Microplastics and female infertility:

According to Dr Shruti N Mane, endocrine-disrupting chemicals or EDCs are present in food packaging, personal care products such as makeup, food additives and many more products. She pointed out, “They impact the cells of a very early embryo during pregnancy leading to problems. Phthalates are used to make plastic soft and flexible and as a preservative agent for scents in personal care products. They can lead to poor egg quality and early puberty in young girls. Ovarian fibrosis, apoptosis and pyroptosis of granulosa cells are the main consequences of MPs-induced oxidative stress in female rats.”

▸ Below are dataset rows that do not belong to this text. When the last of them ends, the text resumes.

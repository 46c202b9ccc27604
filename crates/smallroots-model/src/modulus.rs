//! Known and symbolic moduli.

use std::collections::BTreeMap;
use std::fmt;
use std::ops::Mul;

use num_traits::One;
use smallroots_integers::Integer;
use smallroots_poly::Variable;

use crate::solution::PartialSolution;

/// A modulus `c * p_1^e_1 * ... * p_k^e_k`.
///
/// The symbols `p_i` are unknown moduli, treated as pairwise coprime and
/// coprime to the coefficient. With no symbols the modulus is a known
/// integer.
#[derive(Clone, PartialEq, Eq, Hash)]
pub struct Modulus {
    coeff: Integer,
    symbols: BTreeMap<Variable, u32>,
}

impl Modulus {
    /// A known integer modulus. The sign is dropped.
    #[must_use]
    pub fn known(n: Integer) -> Self {
        Self {
            coeff: n.abs(),
            symbols: BTreeMap::new(),
        }
    }

    /// An unknown modulus named `p`.
    #[must_use]
    pub fn symbol(p: Variable) -> Self {
        Self {
            coeff: Integer::one(),
            symbols: BTreeMap::from([(p, 1)]),
        }
    }

    /// The integer value when no symbol occurs.
    #[must_use]
    pub fn as_integer(&self) -> Option<&Integer> {
        self.symbols.is_empty().then_some(&self.coeff)
    }

    /// True when the modulus involves unknown symbols.
    #[must_use]
    pub fn is_symbolic(&self) -> bool {
        !self.symbols.is_empty()
    }

    /// The integer coefficient.
    #[must_use]
    pub fn coefficient(&self) -> &Integer {
        &self.coeff
    }

    /// Symbols and their exponents, in name order.
    pub fn symbols(&self) -> impl Iterator<Item = (&Variable, u32)> + '_ {
        self.symbols.iter().map(|(v, &e)| (v, e))
    }

    /// Exponent of `p`, zero if absent.
    #[must_use]
    pub fn exponent(&self, p: &Variable) -> u32 {
        self.symbols.get(p).copied().unwrap_or(0)
    }

    /// `self^k`.
    #[must_use]
    pub fn pow(&self, k: u32) -> Self {
        Self {
            coeff: self.coeff.pow(k),
            symbols: self
                .symbols
                .iter()
                .filter(|_| k > 0)
                .map(|(v, &e)| (v.clone(), e * k))
                .collect(),
        }
    }

    /// Greatest common divisor, treating symbols as distinct primes.
    #[must_use]
    pub fn gcd(&self, other: &Self) -> Self {
        let symbols = self
            .symbols
            .iter()
            .filter_map(|(v, &e)| {
                let f = other.exponent(v).min(e);
                (f > 0).then(|| (v.clone(), f))
            })
            .collect();
        Self {
            coeff: self.coeff.gcd(&other.coeff),
            symbols,
        }
    }

    /// Least common multiple, treating symbols as distinct primes.
    #[must_use]
    pub fn lcm(&self, other: &Self) -> Self {
        let mut symbols = self.symbols.clone();
        for (v, &e) in &other.symbols {
            let slot = symbols.entry(v.clone()).or_insert(0);
            *slot = (*slot).max(e);
        }
        Self {
            coeff: self.coeff.lcm(&other.coeff),
            symbols,
        }
    }

    /// The value under `values`, if every symbol is assigned.
    #[must_use]
    pub fn evaluate(&self, values: &PartialSolution) -> Option<Integer> {
        let mut acc = self.coeff.clone();
        for (v, &e) in &self.symbols {
            acc = acc * values.get(v)?.pow(e);
        }
        Some(acc)
    }

    /// Folds the assigned symbols into the coefficient; the others stay.
    #[must_use]
    pub fn substitute(&self, values: &PartialSolution) -> Self {
        let mut coeff = self.coeff.clone();
        let mut symbols = BTreeMap::new();
        for (v, &e) in &self.symbols {
            match values.get(v) {
                Some(x) => coeff = coeff * x.abs().pow(e),
                None => {
                    symbols.insert(v.clone(), e);
                }
            }
        }
        Self { coeff, symbols }
    }

    /// Evaluates with `f` supplying a value per symbol.
    pub(crate) fn evaluate_with<E>(
        &self,
        mut f: impl FnMut(&Variable) -> Result<Integer, E>,
    ) -> Result<Integer, E> {
        let mut acc = self.coeff.clone();
        for (v, &e) in &self.symbols {
            acc = acc * f(v)?.pow(e);
        }
        Ok(acc)
    }
}

impl Mul for &Modulus {
    type Output = Modulus;

    fn mul(self, rhs: Self) -> Modulus {
        let mut symbols = self.symbols.clone();
        for (v, &e) in &rhs.symbols {
            *symbols.entry(v.clone()).or_insert(0) += e;
        }
        Modulus {
            coeff: &self.coeff * &rhs.coeff,
            symbols,
        }
    }
}

impl From<Integer> for Modulus {
    fn from(n: Integer) -> Self {
        Self::known(n)
    }
}

impl From<Variable> for Modulus {
    fn from(p: Variable) -> Self {
        Self::symbol(p)
    }
}

impl fmt::Display for Modulus {
    fn fmt(&self, f: &mut fmt::Formatter<'_>) -> fmt::Result {
        let mut parts: Vec<String> = Vec::new();
        if !self.coeff.is_one() || self.symbols.is_empty() {
            parts.push(self.coeff.to_string());
        }
        for (v, &e) in &self.symbols {
            if e == 1 {
                parts.push(v.to_string());
            } else {
                parts.push(format!("{v}^{e}"));
            }
        }
        write!(f, "{}", parts.join("*"))
    }
}

impl fmt::Debug for Modulus {
    fn fmt(&self, f: &mut fmt::Formatter<'_>) -> fmt::Result {
        write!(f, "Modulus({self})")
    }
}

/// Combines two optional moduli, treating `None` as the identity.
#[must_use]
pub fn combine(
    a: Option<&Modulus>,
    b: Option<&Modulus>,
    op: impl FnOnce(&Modulus, &Modulus) -> Modulus,
) -> Option<Modulus> {
    match (a, b) {
        (None, None) => None,
        (Some(m), None) | (None, Some(m)) => Some(m.clone()),
        (Some(a), Some(b)) => Some(op(a, b)),
    }
}

#[cfg(test)]
mod tests {
    use super::*;

    fn p() -> Modulus {
        Modulus::symbol(Variable::new("p"))
    }

    fn q() -> Modulus {
        Modulus::symbol(Variable::new("q"))
    }

    #[test]
    fn test_display() {
        assert_eq!(Modulus::known(Integer::new(-3233)).to_string(), "3233");
        let m = &(&p().pow(2) * &q()) * &Modulus::known(Integer::new(2));
        assert_eq!(m.to_string(), "2*p^2*q");
        assert_eq!(p().to_string(), "p");
    }

    #[test]
    fn test_gcd_and_lcm() {
        let a = &p().pow(3) * &Modulus::known(Integer::new(12));
        let b = &(&p() * &q()) * &Modulus::known(Integer::new(18));
        assert_eq!(a.gcd(&b).to_string(), "6*p");
        assert_eq!(a.lcm(&b).to_string(), "36*p^3*q");
        assert_eq!(p().gcd(&q()).as_integer(), Some(&Integer::one()));
    }

    #[test]
    fn test_evaluate() {
        let m = &p().pow(2) * &q();
        let mut values = PartialSolution::new();
        values.insert(Variable::new("p"), Integer::new(3));
        assert_eq!(m.evaluate(&values), None);
        values.insert(Variable::new("q"), Integer::new(5));
        assert_eq!(m.evaluate(&values), Some(Integer::new(45)));
    }

    #[test]
    fn test_substitute_keeps_unassigned() {
        let m = &(&p().pow(2) * &q()) * &Modulus::known(Integer::new(2));
        let mut values = PartialSolution::new();
        values.insert(Variable::new("p"), Integer::new(3));
        let partial = m.substitute(&values);
        assert_eq!(partial.to_string(), "18*q");
        values.insert(Variable::new("q"), Integer::new(5));
        assert_eq!(partial.substitute(&values).as_integer(), Some(&Integer::new(90)));
    }

    #[test]
    fn test_combine_identity() {
        let n = Modulus::known(Integer::new(7));
        assert_eq!(combine(None, Some(&n), |a, b| a * b), Some(n.clone()));
        assert_eq!(combine(Some(&n), None, |a, b| a * b), Some(n.clone()));
        assert_eq!(combine(None, None, |a, b| a * b), None);
    }
}
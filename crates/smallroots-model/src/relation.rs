//! Polynomial relations.

use std::fmt;
use std::sync::Arc;

use num_traits::Zero;
use smallroots_integers::Integer;
use smallroots_poly::{PolyRing, Polynomial, Variable};

use crate::error::{Error, Result};
use crate::modulus::{combine, Modulus};
use crate::solution::PartialSolution;

/// `f(root) == 0`, or `f(root) ≡ 0 (mod N)` when a modulus is present.
#[derive(Clone, PartialEq, Eq)]
pub struct Relation {
    /// The integer polynomial.
    pub polynomial: Polynomial<Integer>,
    /// The modulus, `None` for an equation over the integers.
    pub modulus: Option<Modulus>,
}

impl Relation {
    /// Creates a relation.
    #[must_use]
    pub fn new(polynomial: Polynomial<Integer>, modulus: Option<Modulus>) -> Self {
        Self {
            polynomial,
            modulus,
        }
    }

    /// An equation over the integers.
    #[must_use]
    pub fn integer(polynomial: Polynomial<Integer>) -> Self {
        Self::new(polynomial, None)
    }

    /// A congruence modulo `modulus`.
    #[must_use]
    pub fn modular(polynomial: Polynomial<Integer>, modulus: impl Into<Modulus>) -> Self {
        Self::new(polynomial, Some(modulus.into()))
    }

    /// The polynomial ring.
    #[must_use]
    pub fn ring(&self) -> &Arc<PolyRing> {
        self.polynomial.ring()
    }

    /// Generators of the polynomial ring.
    #[must_use]
    pub fn variables(&self) -> &[Variable] {
        self.ring().variables()
    }

    /// Symbols of the modulus.
    #[must_use]
    pub fn unknown_moduli(&self) -> Vec<Variable> {
        self.modulus
            .as_ref()
            .map(|m| m.symbols().map(|(v, _)| v.clone()).collect())
            .unwrap_or_default()
    }

    /// True if the modulus is absent.
    #[must_use]
    pub fn is_integer(&self) -> bool {
        self.modulus.is_none()
    }

    /// True if the relation holds at `solution`.
    ///
    /// # Errors
    ///
    /// Returns [`Error::InvalidInput`] if a ring generator or modulus symbol
    /// has no value.
    pub fn check(&self, solution: &PartialSolution) -> Result<bool> {
        let point = solution.values_for(self.variables()).ok_or_else(|| {
            Error::invalid(format!("solution {solution} misses a variable of {self}"))
        })?;
        let value = self.polynomial.evaluate(&point);
        match &self.modulus {
            None => Ok(value.is_zero()),
            Some(m) => {
                let n = m.evaluate(solution).ok_or_else(|| {
                    Error::invalid(format!("solution {solution} misses a symbol of {m}"))
                })?;
                Ok(value.is_divisible_by(&n))
            }
        }
    }

    /// The product relation; moduli multiply and `None` is the identity.
    ///
    /// # Errors
    ///
    /// Returns [`Error::RingMismatch`] if the rings differ.
    pub fn mul(&self, other: &Self) -> Result<Self> {
        if self.ring() != other.ring() {
            return Err(Error::RingMismatch);
        }
        Ok(Self {
            polynomial: &self.polynomial * &other.polynomial,
            modulus: combine(self.modulus.as_ref(), other.modulus.as_ref(), |a, b| a * b),
        })
    }

    /// Multiplies the polynomial by `f`, keeping the modulus.
    ///
    /// # Errors
    ///
    /// Returns [`Error::RingMismatch`] if the rings differ.
    pub fn mul_poly(&self, f: &Polynomial<Integer>) -> Result<Self> {
        if self.ring() != f.ring() {
            return Err(Error::RingMismatch);
        }
        Ok(Self {
            polynomial: &self.polynomial * f,
            modulus: self.modulus.clone(),
        })
    }
}

impl fmt::Display for Relation {
    fn fmt(&self, f: &mut fmt::Formatter<'_>) -> fmt::Result {
        match &self.modulus {
            None => write!(f, "{} == 0", self.polynomial),
            Some(m) => write!(f, "{} == 0 modulo {m}", self.polynomial),
        }
    }
}

impl fmt::Debug for Relation {
    fn fmt(&self, f: &mut fmt::Formatter<'_>) -> fmt::Result {
        write!(f, "Relation({self})")
    }
}

#[cfg(test)]
mod tests {
    use super::*;
    use smallroots_poly::{parse_polynomials, TermOrder};

    #[test]
    fn test_check_modular_and_symbolic() {
        let (_, polys) = parse_polynomials(&["x^2 - 2"]).unwrap();
        let rel = Relation::modular(polys[0].clone(), Integer::new(7));
        let sol: PartialSolution = [(Variable::new("x"), Integer::new(3))].into_iter().collect();
        assert!(rel.check(&sol).unwrap());

        let sym = Relation::modular(polys[0].clone(), Variable::new("p"));
        assert!(sym.check(&sol).is_err());
        let mut sol = sol;
        sol.insert(Variable::new("p"), Integer::new(7));
        assert!(sym.check(&sol).unwrap());
        sol.insert(Variable::new("p"), Integer::new(5));
        assert!(!sym.check(&sol).unwrap());
    }

    #[test]
    fn test_product_moduli() {
        let (_, polys) = parse_polynomials(&["x + 1", "x - 1"]).unwrap();
        let a = Relation::modular(polys[0].clone(), Integer::new(3));
        let b = Relation::modular(polys[1].clone(), Integer::new(5));
        let ab = a.mul(&b).unwrap();
        assert_eq!(ab.to_string(), "x^2 - 1 == 0 modulo 15");
        let c = Relation::integer(polys[1].clone());
        assert_eq!(a.mul(&c).unwrap().modulus, a.modulus);
        assert_eq!(c.mul(&c).unwrap().modulus, None);
    }

    #[test]
    fn test_ring_mismatch() {
        let ring = PolyRing::from_names(&["y"], TermOrder::default()).unwrap();
        let (_, polys) = parse_polynomials(&["x + 1"]).unwrap();
        let a = Relation::integer(polys[0].clone());
        let b = Relation::integer(Polynomial::var(ring, 0));
        assert!(matches!(a.mul(&b), Err(Error::RingMismatch)));
    }
}
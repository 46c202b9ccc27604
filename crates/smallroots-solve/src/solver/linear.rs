//! Small roots of linear relations.
//!
//! The linear relations span a primal lattice in which every bounded root
//! is a vector of infinity norm at most one. A single such vector is read
//! directly; several are searched by enumeration around the vector that
//! is one on the constant column.

use num_traits::{One, Zero};
use smallroots_integers::{Integer, Rational};
use smallroots_lattice::{enumerate, Control, DenseMatrix, EnumerationConfig, GramSchmidt};
use smallroots_model::{
    BoundSet, Error, Lattice, PartialSolution, PartialSolutionSet, Problem, Relation, RelationSet,
    Result, SolutionSet,
};
use smallroots_poly::{Monomial, Variable};
use tracing::{debug, info};

use super::Solver;
use crate::builder::{LatticeBuilder, PrimalBuilder};
use crate::config::SolverConfig;
use crate::converter::{ProblemConverter, Recenter, SolutionConverter};

/// Solver for the relations of total degree at most one.
pub struct LinearSolver {
    problem: Problem,
    config: SolverConfig,
    expected: Option<SolutionSet>,
}

impl LinearSolver {
    /// Creates the solver.
    #[must_use]
    pub fn new(problem: Problem, config: SolverConfig) -> Self {
        Self {
            problem,
            config,
            expected: None,
        }
    }

    /// Linear relations with integer or known modulus, coefficients
    /// reduced modulo the modulus.
    fn linear_relations(relations: &RelationSet) -> Result<RelationSet> {
        let mut linear = Vec::new();
        for rel in relations {
            if rel.polynomial.total_degree() > 1 {
                continue;
            }
            let rel = match &rel.modulus {
                None => rel.clone(),
                Some(m) => match m.as_integer() {
                    Some(n) if !n.is_zero() => {
                        Relation::modular(rel.polynomial.reduce_mod(n), n.clone())
                    }
                    Some(_) => Relation::integer(rel.polynomial.clone()),
                    None => continue,
                },
            };
            if !rel.polynomial.is_zero() {
                linear.push(rel);
            }
        }
        if linear.is_empty() {
            return Err(Error::failure("no linear relations"));
        }
        RelationSet::new(linear)
    }

    /// Bounded roots carried by the short vectors of a reduced primal
    /// lattice.
    fn short_vector_roots(&self, lattice: &Lattice, bounds: &BoundSet) -> Result<PartialSolutionSet> {
        let short: Vec<usize> = (0..lattice.rank())
            .filter(|&i| lattice.inf_norm(i).is_some_and(|n| n <= Rational::one()))
            .collect();
        if short.is_empty() {
            return Err(Error::failure("no sufficiently short vectors"));
        }
        let n = lattice.monomials.len();
        let reader = RootReader {
            monomials: &lattice.monomials,
            variables: lattice.ring.variables(),
            one: lattice.monomials.iter().position(Monomial::is_one),
            bounds,
        };

        if let [i] = short.as_slice() {
            return Ok(reader.read(&lattice.vector(*i)[..n]).into_iter().collect());
        }

        let shortest = lattice.inf_norm(short[0]).unwrap_or_else(Rational::zero);
        if shortest.log2() < self.config.linear_min_shortest.log2() {
            return Err(Error::failure("too many candidate solutions"));
        }

        let denominator = short
            .iter()
            .filter_map(|&i| lattice.denominator(i))
            .fold(Integer::one(), |acc, d| acc.lcm(&d));
        let scale = Rational::from(&denominator);
        let scaled = short
            .iter()
            .map(|&i| {
                let v = lattice.scaled_vector(i)?;
                v[..n].iter().map(|x| (x * &scale).to_integer()).collect()
            })
            .collect::<Option<Vec<Vec<Integer>>>>()
            .ok_or_else(|| Error::failure("short vectors do not share a denominator"))?;
        let unscaled = DenseMatrix::from_rows(short.iter().map(|&i| lattice.vector(i)[..n].to_vec()).collect());

        let gso = GramSchmidt::new(&DenseMatrix::from_rows(scaled));
        let mut target = vec![Integer::zero(); n];
        if let Some(c) = reader.one {
            target[c] = denominator.clone();
        }
        let center = gso.from_canonical(&target);
        let radius_sq = gso.normalize_squared(&(&denominator * &denominator * Integer::from(n)));

        debug!(target: "smallroots::LinearSolver", "trying lattice enumeration of linear relations");
        let cap = self.config.linear_candidate_cap;
        let mut found: PartialSolutionSet = Vec::new();
        let stats = enumerate(&gso, &center, radius_sq, &EnumerationConfig::default(), |coeffs| {
            let x: Vec<Integer> = coeffs.iter().map(|&c| Integer::new(c)).collect();
            if let Some(soln) = reader.read(&unscaled.combine_rows(&x)) {
                if !found.contains(&soln) {
                    found.push(soln);
                }
            }
            if found.len() > cap {
                Control::Stop
            } else {
                Control::Continue
            }
        });
        if stats.stopped {
            return Err(Error::failure("too many candidate solutions"));
        }
        if stats.truncated {
            debug!(target: "smallroots::LinearSolver", "enumeration hit its node limit");
        }
        Ok(found)
    }
}

/// Reads evaluation vectors over degree-one monomials.
struct RootReader<'a> {
    monomials: &'a [Monomial],
    variables: &'a [Variable],
    one: Option<usize>,
    bounds: &'a BoundSet,
}

impl RootReader<'_> {
    /// The root whose monomial values are `entries`, normalized so the
    /// constant entry is one.
    fn read(&self, entries: &[Integer]) -> Option<PartialSolution> {
        let negate = match self.one {
            Some(c) if entries[c].is_one() => false,
            Some(c) if (-&entries[c]).is_one() => true,
            Some(_) => return None,
            None => false,
        };
        let soln: PartialSolution = self
            .monomials
            .iter()
            .zip(entries)
            .filter_map(|(m, x)| {
                let (i, _) = m.as_pure_power()?;
                let x = if negate { -x } else { x.clone() };
                Some((self.variables[i].clone(), x))
            })
            .collect();
        self.bounds.check(&soln).then_some(soln)
    }
}

impl Solver for LinearSolver {
    type Output = PartialSolutionSet;

    fn problem(&self) -> &Problem {
        &self.problem
    }

    fn expected_slot(&mut self) -> &mut Option<SolutionSet> {
        &mut self.expected
    }

    fn solve(&mut self) -> Result<PartialSolutionSet> {
        let conv = Recenter.run(&self.problem)?;
        let bounds = &conv.problem.bounds;
        let relations = Self::linear_relations(&conv.problem.relations)?;
        let lattice = PrimalBuilder.build(&relations, bounds)?;
        let reduced = self.config.reduction().run(&lattice)?;
        let roots = self.short_vector_roots(&reduced, bounds)?;
        info!(
            target: "smallroots::LinearSolver",
            "found {} possible (partial) root(s)", roots.len()
        );
        let roots: PartialSolutionSet = roots.into_iter().filter(|r| bounds.check(r)).collect();
        if roots.is_empty() {
            return Err(Error::failure("no bounded roots of the linear relations"));
        }
        Ok(conv.solutions.convert_solutions_to_old(&roots))
    }
}
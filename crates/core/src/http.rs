//! Shared HTTP plumbing for the remote API clients

use std::time::Duration;

use reqwest::{Client, Response};
use serde::Deserialize;
use tracing::warn;

use crate::error::Error;
use crate::Result;

#[derive(Deserialize)]
struct MessageBody {
    message: Option<String>,
}

/// Build the reqwest client shared by the API clients
pub(crate) fn build_client(timeout: Option<Duration>) -> Client {
    let mut builder = Client::builder();
    if let Some(timeout) = timeout {
        builder = builder.timeout(timeout);
    }
    builder.build().unwrap_or_else(|e| {
        warn!("Falling back to default HTTP client: {}", e);
        Client::new()
    })
}

/// Join a base URL and an API path
pub(crate) fn join(base_url: &str, path: &str) -> String {
    format!("{}{}", base_url.trim_end_matches('/'), path)
}

/// Turn a non-2xx response into `Error::Api`, reading `{message}` when present
pub(crate) async fn check(res: Response, fallback: &str) -> Result<Response> {
    let status = res.status();
    if status.is_success() {
        return Ok(res);
    }

    let text = res.text().await.unwrap_or_default();
    let message = serde_json::from_str::<MessageBody>(&text)
        .ok()
        .and_then(|body| body.message)
        .filter(|m| !m.trim().is_empty())
        .unwrap_or_else(|| fallback.to_string());

    Err(Error::Api {
        status: status.as_u16(),
        message,
    })
}

#[cfg(test)]
mod tests {
    use super::*;

    #[test]
    fn test_join_trims_trailing_slash() {
        assert_eq!(join("http://api.test/", "/api/tasks"), "http://api.test/api/tasks");
        assert_eq!(join("http://api.test", "/api/tasks"), "http://api.test/api/tasks");
    }
}
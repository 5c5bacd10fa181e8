//! Task repository trait
//!
//! Defines the interface to the remote task service.

use async_trait::async_trait;

use super::model::{NewTask, Task, TaskPatch};
use crate::Result;

/// Remote task service operations
#[async_trait]
pub trait TaskRepository: Send + Sync {
    /// Get all tasks
    async fn list(&self) -> Result<Vec<Task>>;

    /// Create a new task; the server assigns the id
    async fn create(&self, task: NewTask) -> Result<Task>;

    /// Apply a partial update to an existing task
    async fn update(&self, id: &str, patch: TaskPatch) -> Result<Task>;

    /// Delete a task by ID
    async fn delete(&self, id: &str) -> Result<()>;
}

She added, “It has been suggested that long, constant exposure to environmental pollutants from prenatal life to puberty may influence the predisposed genotype to reveal the PCOS phenotype in females. Plasticisers have been found in animal models to impact DNA methylation leading to a PCOS-like phenotype. BPA may directly impact the ovarian theca cells to secrete androgens and additionally can displace Testosterone from SHBG, thereby increasing the free androgen index and disrupting the androgen-to-estrogen balance. Evidence from rat models has demonstrated that exposure to high doses of BPA during the neonatal period resulted in a PCOS-like phenotype in adulthood, including increased serum Testosterone and Estrogen levels, reduced Progesterone, and leading to ovarian cysts.”

Dr Shruti N Mane emphasised, “Such exposure also leads to alteration GnRH pulsatility and pituitary GnRH signalling as well as reproductive parameters, which may be crucial in PCOS development. Exposure to such plasticisers and their chemicals may affect ovarian steroidogenesis, which in turn can disrupt the intrafollicular environment and impair maturation of oocytes in females. They have also been shown to disrupt oocyte development, growth, and maturation in preovulatory follicles and cause anovulation in females.”

Microplastics and miscarriage:

Environmental toxins have been suggested to play a role in spontaneous miscarriage. Dr Shruti N Mane said, “Not only can environmental toxins impact the developing embryo, there is also a potential for alteration of the endometrium of pregnancy, that is, the decidua. Successful implantation requires a complex biochemical dialogue to occur between the blastocyst and decidua. Many studies have shown a dose-dependent increase in miscarriage with these endocrine disrupters due to altered gene expression of the endometrium, abnormal growth and proliferation of the endometrium.”

Recommending tips to preserve your fertility, she said, “It will be imperative for everyone to eat organic foods and avoid processed ones. Avoid using products such as pots and pans with Teflon or other coatings. Do not drink water that is kept in plastic cups or bottles and instead choose reusable bottles made of stainless steel or glass. Remember not to microwave food or beverages in plastic containers. When it comes to using personal care products, they need to be unscented or natural products.”

Dr Shruti N Mane concluded, “Women in the preconception period and women who are pregnant or lactating to eat fruit, vegetables, beans, legumes, and whole grains every day, to avoid fast food and other processed foods whenever possible, and to limit foods high in animal fat. Patients should be advised that some large fish, such as shark, swordfish, king mackerel, and tilefish, are known to contain high levels of methylmercury(EDC), which is known to be teratogenic. Taking these measures can help you to preserve your fertility and improve your chances of having a baby.”